§ Records for the exercise:
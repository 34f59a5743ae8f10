//! Track file I/O
//!
//! Device streams round-trip through an NDJSON track format: one record per
//! line with a timestamp and an optional heart rate. The format is lossless
//! with respect to the stream — duplicate timestamps and gap records survive
//! a write/read cycle unchanged, which the reconciler depends on.

use crate::error::CompareError;
use crate::types::{RawStream, Sample};
use chrono::{DateTime, Utc};
use serde::{Deserialize, Serialize};
use std::fs;
use std::path::Path;

/// Current track schema version
pub const TRACK_SCHEMA_VERSION: &str = "hr.track.v1";

/// One NDJSON line of a track file
#[derive(Debug, Clone, Serialize, Deserialize)]
struct TrackRecord {
    timestamp: DateTime<Utc>,
    #[serde(skip_serializing_if = "Option::is_none")]
    heart_rate: Option<f64>,
}

/// Reader/writer for NDJSON track files
pub struct TrackCodec;

impl TrackCodec {
    /// Parse NDJSON track data into a raw stream.
    ///
    /// Blank lines are skipped; a malformed line fails the whole parse with
    /// its line number, since a silently dropped record would skew the
    /// comparison.
    pub fn parse_ndjson(data: &str, device: &str) -> Result<RawStream, CompareError> {
        let mut stream = RawStream::new(device);

        for (index, line) in data.lines().enumerate() {
            let trimmed = line.trim();
            if trimmed.is_empty() {
                continue;
            }
            let record: TrackRecord = serde_json::from_str(trimmed).map_err(|e| {
                CompareError::ParseError(format!("line {}: {}", index + 1, e))
            })?;
            stream.samples.push(Sample {
                timestamp: record.timestamp,
                heart_rate: record.heart_rate,
            });
        }

        Ok(stream)
    }

    /// Read a track file; the device label defaults to the file stem
    pub fn read_file(path: &Path) -> Result<RawStream, CompareError> {
        let device = path
            .file_stem()
            .map(|s| s.to_string_lossy().into_owned())
            .unwrap_or_else(|| "unknown".to_string());
        let data = fs::read_to_string(path)?;
        Self::parse_ndjson(&data, &device)
    }

    /// Serialize a stream to NDJSON, one record per line
    pub fn to_ndjson(stream: &RawStream) -> Result<String, CompareError> {
        let mut out = String::new();
        for sample in &stream.samples {
            let record = TrackRecord {
                timestamp: sample.timestamp,
                heart_rate: sample.heart_rate,
            };
            out.push_str(&serde_json::to_string(&record)?);
            out.push('\n');
        }
        Ok(out)
    }

    pub fn write_file(stream: &RawStream, path: &Path) -> Result<(), CompareError> {
        fs::write(path, Self::to_ndjson(stream)?)?;
        Ok(())
    }
}

#[cfg(test)]
mod tests {
    use super::*;
    use chrono::TimeZone;
    use pretty_assertions::assert_eq;

    fn sample_stream() -> RawStream {
        let t0 = Utc.with_ymd_and_hms(2024, 1, 15, 6, 0, 0).unwrap();
        let t1 = Utc.with_ymd_and_hms(2024, 1, 15, 6, 0, 1).unwrap();
        RawStream {
            device: "chest".to_string(),
            samples: vec![
                Sample::new(t0, 72.5),
                // Duplicate timestamp must survive the round trip
                Sample::new(t0, 74.0),
                Sample::gap(t1),
            ],
        }
    }

    #[test]
    fn test_round_trip_preserves_duplicates_and_gaps() {
        let stream = sample_stream();
        let ndjson = TrackCodec::to_ndjson(&stream).unwrap();
        let parsed = TrackCodec::parse_ndjson(&ndjson, "chest").unwrap();
        assert_eq!(stream, parsed);
    }

    #[test]
    fn test_gap_record_omits_heart_rate_field() {
        let stream = sample_stream();
        let ndjson = TrackCodec::to_ndjson(&stream).unwrap();
        let gap_line = ndjson.lines().nth(2).unwrap();
        assert!(!gap_line.contains("heart_rate"));
    }

    #[test]
    fn test_blank_lines_skipped() {
        let t0 = Utc.with_ymd_and_hms(2024, 1, 15, 6, 0, 0).unwrap();
        let data = format!(
            "\n{}\n\n",
            serde_json::json!({"timestamp": t0, "heart_rate": 80.0})
        );
        let stream = TrackCodec::parse_ndjson(&data, "chest").unwrap();
        assert_eq!(stream.len(), 1);
    }

    #[test]
    fn test_malformed_line_reports_line_number() {
        let data = "{\"timestamp\":\"2024-01-15T06:00:00Z\",\"heart_rate\":80.0}\nnot json\n";
        let err = TrackCodec::parse_ndjson(data, "chest").unwrap_err();
        assert!(err.to_string().contains("line 2"));
    }

    #[test]
    fn test_malformed_timestamp_rejected() {
        let data = "{\"timestamp\":\"yesterday-ish\",\"heart_rate\":80.0}\n";
        assert!(TrackCodec::parse_ndjson(data, "chest").is_err());
    }
}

§ What this task involves: Count the lines in the entries where the string "TrackCodec" appears, and report only the number.

§ Solution for this exercise: 8